Tom Jobim, compositor do mato e dos passarinhos

Amor, Rio de Janeiro e natureza são os temas principais da música de Tom. Porém, é a natureza, o amor às matas e à fauna brasileiras, o que mais a representa

Mário de Andrade dizia: “Se você for um gênio, faça música brasileira”. Com isso, Tom Jobim – que nasceu há 94 anos, em 25 de janeiro de 1927 – concordava. “O Brasil precisa de Villa-Lobos, de Portinari – precisa de pessoas para inventar o Brasil. Sobretudo as pessoas que vieram antes de mim, muito antes, tiveram que inventar o Brasil”.
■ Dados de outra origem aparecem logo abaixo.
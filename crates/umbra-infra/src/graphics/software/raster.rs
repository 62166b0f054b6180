// Copyright 2025 eraflo
//
// Licensed under the Apache License, Version 2.0 (the "License");
// you may not use this file except in compliance with the License.
// You may obtain a copy of the License at
//
//     http://www.apache.org/licenses/LICENSE-2.0
//
// Unless required by applicable law or agreed to in writing, software
// distributed under the License is distributed on an "AS IS" BASIS,
// WITHOUT WARRANTIES OR CONDITIONS OF ANY KIND, either express or implied.
// See the License for the specific language governing permissions and
// limitations under the License.

//! Triangle setup and scan conversion.
//!
//! Triangles are clipped against the near plane only (`z_clip >= 0`), which
//! guarantees a positive `w` for every remaining vertex. Pixels outside the
//! viewport are never visited, so the side planes need no clipping.

use umbra_core::math::{Extent2D, Vec2, Vec4};
use umbra_core::renderer::api::{ndc_to_pixel, CullMode, Varyings, VertexOutput, MAX_VARYINGS};

/// A covered pixel with its interpolated attributes.
#[derive(Debug, Clone, Copy)]
pub(crate) struct Fragment {
    pub pixel: [u32; 2],
    pub depth: f32,
    pub front_facing: bool,
    pub varyings: Varyings,
}

struct ScreenVertex {
    pos: Vec2,
    depth: f32,
    inv_w: f32,
    varyings: Varyings,
}

/// Scan-converts one triangle, calling `emit` for every covered pixel center.
pub(crate) fn rasterize_triangle(
    vertices: [VertexOutput; 3],
    extent: Extent2D,
    cull_mode: CullMode,
    mut emit: impl FnMut(Fragment),
) {
    if extent.is_empty() {
        return;
    }
    let polygon = clip_near(vertices);
    for i in 1..polygon.len().saturating_sub(1) {
        rasterize_clipped(
            [polygon[0], polygon[i], polygon[i + 1]],
            extent,
            cull_mode,
            &mut emit,
        );
    }
}

/// Sutherland-Hodgman against `z >= 0`. Returns a convex polygon of 0, 3 or 4 vertices.
fn clip_near(vertices: [VertexOutput; 3]) -> Vec<VertexOutput> {
    let mut out = Vec::with_capacity(4);
    for i in 0..3 {
        let current = vertices[i];
        let next = vertices[(i + 1) % 3];
        let current_in = current.clip.z >= 0.0;
        let next_in = next.clip.z >= 0.0;
        if current_in {
            out.push(current);
        }
        if current_in != next_in {
            // Interpolate from the inside vertex so a shared edge is split at
            // the same point by both triangles.
            let (inside, outside) = if current_in {
                (current, next)
            } else {
                (next, current)
            };
            let t = inside.clip.z / (inside.clip.z - outside.clip.z);
            out.push(lerp_vertex(&inside, &outside, t));
        }
    }
    out
}

fn lerp_vertex(a: &VertexOutput, b: &VertexOutput, t: f32) -> VertexOutput {
    let mut varyings = [Vec4::ZERO; MAX_VARYINGS];
    for (k, v) in varyings.iter_mut().enumerate() {
        *v = Vec4::lerp(a.varyings[k], b.varyings[k], t);
    }
    VertexOutput {
        clip: Vec4::lerp(a.clip, b.clip, t),
        varyings,
    }
}

/// Edge function of the directed edge `a -> b` evaluated at `p`.
///
/// Written so that `edge(b, a, p) == -edge(a, b, p)` bit for bit, which keeps
/// shared edges free of cracks.
#[inline]
fn edge(a: Vec2, b: Vec2, p: Vec2) -> f32 {
    (a.y - b.y) * p.x + (b.x - a.x) * p.y + (a.x * b.y - a.y * b.x)
}

fn to_screen(v: &VertexOutput, extent: Extent2D) -> ScreenVertex {
    let inv_w = 1.0 / v.clip.w;
    let ndc = Vec2::new(v.clip.x * inv_w, v.clip.y * inv_w);
    ScreenVertex {
        pos: ndc_to_pixel(ndc, extent),
        depth: v.clip.z * inv_w,
        inv_w,
        varyings: v.varyings,
    }
}

fn rasterize_clipped(
    vertices: [VertexOutput; 3],
    extent: Extent2D,
    cull_mode: CullMode,
    emit: &mut impl FnMut(Fragment),
) {
    let [a, b, c] = vertices.map(|v| to_screen(&v, extent));

    // Positive area means clockwise on screen (y grows downwards): a front face.
    let area = edge(a.pos, b.pos, c.pos);
    if area == 0.0 || !area.is_finite() {
        return;
    }
    let front_facing = area > 0.0;
    if cull_mode == CullMode::Back && !front_facing {
        return;
    }

    let min = a.pos.min(b.pos).min(c.pos);
    let max = a.pos.max(b.pos).max(c.pos);
    let x0 = (min.x - 0.5).ceil().max(0.0) as u32;
    let y0 = (min.y - 0.5).ceil().max(0.0) as u32;
    let x1 = (max.x - 0.5).floor().min(extent.width as f32 - 1.0);
    let y1 = (max.y - 0.5).floor().min(extent.height as f32 - 1.0);
    if x1 < 0.0 || y1 < 0.0 {
        return;
    }
    let (x1, y1) = (x1 as u32, y1 as u32);

    let sign = area.signum();
    let inv_area = 1.0 / area;
    for py in y0..=y1 {
        for px in x0..=x1 {
            let p = Vec2::new(px as f32 + 0.5, py as f32 + 0.5);
            let e0 = edge(b.pos, c.pos, p);
            let e1 = edge(c.pos, a.pos, p);
            let e2 = edge(a.pos, b.pos, p);
            if e0 * sign < 0.0 || e1 * sign < 0.0 || e2 * sign < 0.0 {
                continue;
            }
            let (w0, w1, w2) = (e0 * inv_area, e1 * inv_area, e2 * inv_area);

            let depth = w0 * a.depth + w1 * b.depth + w2 * c.depth;
            let inv_w = w0 * a.inv_w + w1 * b.inv_w + w2 * c.inv_w;
            let mut varyings = [Vec4::ZERO; MAX_VARYINGS];
            for (k, v) in varyings.iter_mut().enumerate() {
                *v = (a.varyings[k] * (w0 * a.inv_w)
                    + b.varyings[k] * (w1 * b.inv_w)
                    + c.varyings[k] * (w2 * c.inv_w))
                    / inv_w;
            }

            emit(Fragment {
                pixel: [px, py],
                depth,
                front_facing,
                varyings,
            });
        }
    }
}
// Copyright 2025 eraflo
//
// Licensed under the Apache License, Version 2.0 (the "License");
// you may not use this file except in compliance with the License.
// You may obtain a copy of the License at
//
//     http://www.apache.org/licenses/LICENSE-2.0
//
// Unless required by applicable law or agreed to in writing, software
// distributed under the License is distributed on an "AS IS" BASIS,
// WITHOUT WARRANTIES OR CONDITIONS OF ANY KIND, either express or implied.
// See the License for the specific language governing permissions and
// limitations under the License.

//! Provides the 4x4 column-major matrix used for transforms and projections.

use super::{Quaternion, Vec3, Vec4, EPSILON};
use serde::{Deserialize, Serialize};
use std::ops::Mul;

/// A 4x4 column-major matrix.
///
/// Used for model transforms, the camera view matrix and the perspective
/// projection. `Mat4 * Vec4` treats the vector as a column.
#[derive(
    Debug, Clone, Copy, PartialEq, bytemuck::Pod, bytemuck::Zeroable, Serialize, Deserialize,
)]
#[repr(C)]
pub struct Mat4 {
    /// The columns of the matrix. `cols[0]` is the first column, and so on.
    pub cols: [Vec4; 4],
}

impl Mat4 {
    /// The 4x4 identity matrix.
    pub const IDENTITY: Self = Self {
        cols: [Vec4::X, Vec4::Y, Vec4::Z, Vec4::W],
    };

    /// Creates a new matrix from four column vectors.
    #[inline]
    pub const fn from_cols(c0: Vec4, c1: Vec4, c2: Vec4, c3: Vec4) -> Self {
        Self {
            cols: [c0, c1, c2, c3],
        }
    }

    /// Returns the element at `row`, `col`.
    #[inline]
    pub fn at(&self, row: usize, col: usize) -> f32 {
        self.cols[col][row]
    }

    /// Returns a row of the matrix as a `Vec4`.
    #[inline]
    pub fn row(&self, index: usize) -> Vec4 {
        Vec4::new(
            self.cols[0][index],
            self.cols[1][index],
            self.cols[2][index],
            self.cols[3][index],
        )
    }

    /// Creates a translation matrix.
    #[inline]
    pub fn from_translation(v: Vec3) -> Self {
        Self::from_cols(Vec4::X, Vec4::Y, Vec4::Z, Vec4::from_vec3(v, 1.0))
    }

    /// Creates a non-uniform scale matrix.
    #[inline]
    pub fn from_scale(scale: Vec3) -> Self {
        Self::from_cols(
            Vec4::X * scale.x,
            Vec4::Y * scale.y,
            Vec4::Z * scale.z,
            Vec4::W,
        )
    }

    /// Creates a rotation matrix from a unit quaternion.
    pub fn from_quat(q: Quaternion) -> Self {
        let q = q.normalize();
        let x_axis = q.rotate_vec3(Vec3::X);
        let y_axis = q.rotate_vec3(Vec3::Y);
        let z_axis = q.rotate_vec3(Vec3::Z);
        Self::from_cols(
            x_axis.extend(0.0),
            y_axis.extend(0.0),
            z_axis.extend(0.0),
            Vec4::W,
        )
    }

    /// Creates a left-handed perspective projection with a `[0, 1]` depth range.
    ///
    /// View-space points with `z = z_near` map to depth 0 and `z = z_far` to 1;
    /// the clip-space `w` equals the view-space `z`.
    ///
    /// Returns `None` when the parameters cannot describe a frustum.
    pub fn perspective_lh_zo(
        fov_y_radians: f32,
        aspect_ratio: f32,
        z_near: f32,
        z_far: f32,
    ) -> Option<Self> {
        if !(z_near > 0.0 && z_far > z_near && aspect_ratio > 0.0 && fov_y_radians > 0.0) {
            return None;
        }
        let f = 1.0 / (fov_y_radians * 0.5).tan();
        let range = z_far / (z_far - z_near);
        Some(Self::from_cols(
            Vec4::new(f / aspect_ratio, 0.0, 0.0, 0.0),
            Vec4::new(0.0, f, 0.0, 0.0),
            Vec4::new(0.0, 0.0, range, 1.0),
            Vec4::new(0.0, 0.0, -z_near * range, 0.0),
        ))
    }

    /// Creates a left-handed view matrix for a camera at `eye` looking along `direction`.
    ///
    /// In the resulting view space the camera looks down +Z with +Y up.
    /// Returns `None` if `direction` is degenerate or parallel to `up`.
    pub fn look_to_lh(eye: Vec3, direction: Vec3, up: Vec3) -> Option<Self> {
        if direction.length_squared() < EPSILON * EPSILON {
            return None;
        }
        let f = direction.normalize();
        let s = up.cross(f);
        if s.length_squared() < EPSILON * EPSILON {
            return None;
        }
        let s = s.normalize();
        let u = f.cross(s);
        Some(Self::from_cols(
            Vec4::new(s.x, u.x, f.x, 0.0),
            Vec4::new(s.y, u.y, f.y, 0.0),
            Vec4::new(s.z, u.z, f.z, 0.0),
            Vec4::new(-s.dot(eye), -u.dot(eye), -f.dot(eye), 1.0),
        ))
    }

    /// Returns the transpose of the matrix.
    pub fn transpose(&self) -> Self {
        Self::from_cols(self.row(0), self.row(1), self.row(2), self.row(3))
    }

    /// Transforms a point (`w = 1`), applying the perspective divide when `w != 1`.
    #[inline]
    pub fn transform_point3(&self, p: Vec3) -> Vec3 {
        let h = *self * p.extend(1.0);
        if (h.w - 1.0).abs() > f32::EPSILON && h.w.abs() > f32::EPSILON {
            h.truncate() / h.w
        } else {
            h.truncate()
        }
    }

    /// Transforms a direction (`w = 0`); translation is ignored.
    #[inline]
    pub fn transform_vector3(&self, v: Vec3) -> Vec3 {
        (*self * v.extend(0.0)).truncate()
    }

    /// Computes the inverse of the matrix using cofactor expansion.
    ///
    /// Returns `None` if the matrix is singular or its entries are not finite.
    pub fn inverse(&self) -> Option<Self> {
        // Row-major scratch copy keeps the cofactor indices readable.
        let m: [[f32; 4]; 4] = std::array::from_fn(|r| {
            let row = self.row(r);
            [row.x, row.y, row.z, row.w]
        });

        // 2x2 minors of the bottom two rows and of the top two rows.
        let s0 = m[0][0] * m[1][1] - m[1][0] * m[0][1];
        let s1 = m[0][0] * m[1][2] - m[1][0] * m[0][2];
        let s2 = m[0][0] * m[1][3] - m[1][0] * m[0][3];
        let s3 = m[0][1] * m[1][2] - m[1][1] * m[0][2];
        let s4 = m[0][1] * m[1][3] - m[1][1] * m[0][3];
        let s5 = m[0][2] * m[1][3] - m[1][2] * m[0][3];

        let c5 = m[2][2] * m[3][3] - m[3][2] * m[2][3];
        let c4 = m[2][1] * m[3][3] - m[3][1] * m[2][3];
        let c3 = m[2][1] * m[3][2] - m[3][1] * m[2][2];
        let c2 = m[2][0] * m[3][3] - m[3][0] * m[2][3];
        let c1 = m[2][0] * m[3][2] - m[3][0] * m[2][2];
        let c0 = m[2][0] * m[3][1] - m[3][0] * m[2][1];

        let det = s0 * c5 - s1 * c4 + s2 * c3 + s3 * c2 - s4 * c1 + s5 * c0;
        if !det.is_finite() || det.abs() <= f32::MIN_POSITIVE {
            return None;
        }
        let inv = 1.0 / det;

        let r = [
            [
                (m[1][1] * c5 - m[1][2] * c4 + m[1][3] * c3) * inv,
                (-m[0][1] * c5 + m[0][2] * c4 - m[0][3] * c3) * inv,
                (m[3][1] * s5 - m[3][2] * s4 + m[3][3] * s3) * inv,
                (-m[2][1] * s5 + m[2][2] * s4 - m[2][3] * s3) * inv,
            ],
            [
                (-m[1][0] * c5 + m[1][2] * c2 - m[1][3] * c1) * inv,
                (m[0][0] * c5 - m[0][2] * c2 + m[0][3] * c1) * inv,
                (-m[3][0] * s5 + m[3][2] * s2 - m[3][3] * s1) * inv,
                (m[2][0] * s5 - m[2][2] * s2 + m[2][3] * s1) * inv,
            ],
            [
                (m[1][0] * c4 - m[1][1] * c2 + m[1][3] * c0) * inv,
                (-m[0][0] * c4 + m[0][1] * c2 - m[0][3] * c0) * inv,
                (m[3][0] * s4 - m[3][1] * s2 + m[3][3] * s0) * inv,
                (-m[2][0] * s4 + m[2][1] * s2 - m[2][3] * s0) * inv,
            ],
            [
                (-m[1][0] * c3 + m[1][1] * c1 - m[1][2] * c0) * inv,
                (m[0][0] * c3 - m[0][1] * c1 + m[0][2] * c0) * inv,
                (-m[3][0] * s3 + m[3][1] * s1 - m[3][2] * s0) * inv,
                (m[2][0] * s3 - m[2][1] * s1 + m[2][2] * s0) * inv,
            ],
        ];

        // `r` is row-major; transpose back into columns.
        Some(Self::from_cols(
            Vec4::new(r[0][0], r[1][0], r[2][0], r[3][0]),
            Vec4::new(r[0][1], r[1][1], r[2][1], r[3][1]),
            Vec4::new(r[0][2], r[1][2], r[2][2], r[3][2]),
            Vec4::new(r[0][3], r[1][3], r[2][3], r[3][3]),
        ))
    }
}

impl Default for Mat4 {
    /// Returns the 4x4 identity matrix.
    #[inline]
    fn default() -> Self {
        Self::IDENTITY
    }
}

impl Mul<Vec4> for Mat4 {
    type Output = Vec4;
    #[inline]
    fn mul(self, v: Vec4) -> Vec4 {
        self.cols[0] * v.x + self.cols[1] * v.y + self.cols[2] * v.z + self.cols[3] * v.w
    }
}

impl Mul<Mat4> for Mat4 {
    type Output = Self;
    /// Composes two transforms; `(a * b) * v == a * (b * v)`.
    #[inline]
    fn mul(self, rhs: Mat4) -> Self {
        Self::from_cols(
            self * rhs.cols[0],
            self * rhs.cols[1],
            self * rhs.cols[2],
            self * rhs.cols[3],
        )
    }
}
A obra de Tom – apelido dado por sua irmã Helena, na infância – representa isso. Amor, Rio de Janeiro e natureza são os temas principais de sua música. Porém, é a natureza, o amor às matas e à fauna brasileiras, o que mais a representa. “Toda a minha obra é inspirada na Mata Atlântica”, costumava dizer.

Grande conhecedor dos passarinhos – Tom chegou a ter um “saco de pios”, coleção de piados de aves em forma de apito, garimpados pelo Brasil afora, que, para sua tristeza, perdeu em um hotel norte-americano –, ele se achava “um mateiro incrível”. Foi justamente a natureza que fez com que ele considerasse Villa-Lobos, talvez sua maior referência, um gênio.

“Ali estava tudo! A minha amada floresta, os pássaros, os bichos, os índios, os rios, os ventos, em suma, o Brasil”, observou Tom, na Folha de S.Paulo, em artigo sobre a obra de seu ídolo. “Meu pranto corria sereno, abundante, chorava de alegria, o Brasil brasileiro existia e Villa-Lobos não era louco, era um gênio.”

A partir de 1971, Tom iniciou a fase mais ecológica de sua música, lançando Matita Perê e Urubu. Matita teve como inspiração o conto Duelo, de Guimarães Rosa – uma das grandes referências de Jobim. Cita também versos de Um Estranho Chamado João, composição de outro mineiro, Carlos Drummond de Andrade, seu poeta favorito. Drummond retribuiu a citação com a crônica Tom e o pássaro, publicada em 1972, no Jornal do Brasil: “Puxa, Matinta, mas você, hein? Nem reparou que o nosso tom, olerê olará, voa mais alto e mais longe, e ninguém o segura mesmo”.

Drummond ainda homenagearia Jobim e sua brasilidade no texto Som sobre Tom: “Porque Tom é isso aí: o vibrátil rapaz da cidade, que leva para Ipanema e Leblon uma alma ressoante de rumores da floresta, perto da qual ele nasceu”, escreveu o poeta. “Em Tom, esse sentir brasileiro é também um sentir dos ventos, das ramagens, dos seixos, das vozes de passarinhos, que não são cariocas nem fluminenses, é a ‘geologia moral’ do Brasil, que procuramos esquecer, mas subsiste como explicação maior da gente.”

Tom considerava a preservação das matas como a preservação da cultura: “Você destrói a Mata Atlântica toda, você destrói a floresta amazônica, quando chegar no poema do Villa-Lobos, você não vai entender, porque não tem a Amazônia”. Segundo ele, o mundo é o retrato da incompetência humana: “Se nós destruirmos tudo, a gente destrói a nós mesmos”.

Para Tom, era essencial que se tivesse algo para amar, que “se identifique com a sua alma, com o fato de ser brasileiro (…), de nascer aqui nesse pindorama, terra das palmeiras debruçadas assim acima do Atlântico”. Tom reconhecia que o amor pela natureza e pelo Brasil era determinante em sua obra. “Se eu tivesse nascido, por exemplo, na Europa ou nos Estados Unidos, certamente teria tido”, diz ele, “uma educação musical mais refinada, mais profunda, ou qualquer coisa. Mas eu não iria escrever música brasileira porque eu não seria brasileiro”.

Até para a morte, ele contava com os passarinhos. Deu sua versão do paraíso: “Se um dia tiver de ir, deve haver um bom lugar. Afinal, se Deus permite que se destruam milhões de árvores na Amazônia, assim, sem mais nem menos, é porque as faz renascer noutro lugar, onde também deve haver macacos, flores e passarinhos. É para lá que eu vou”.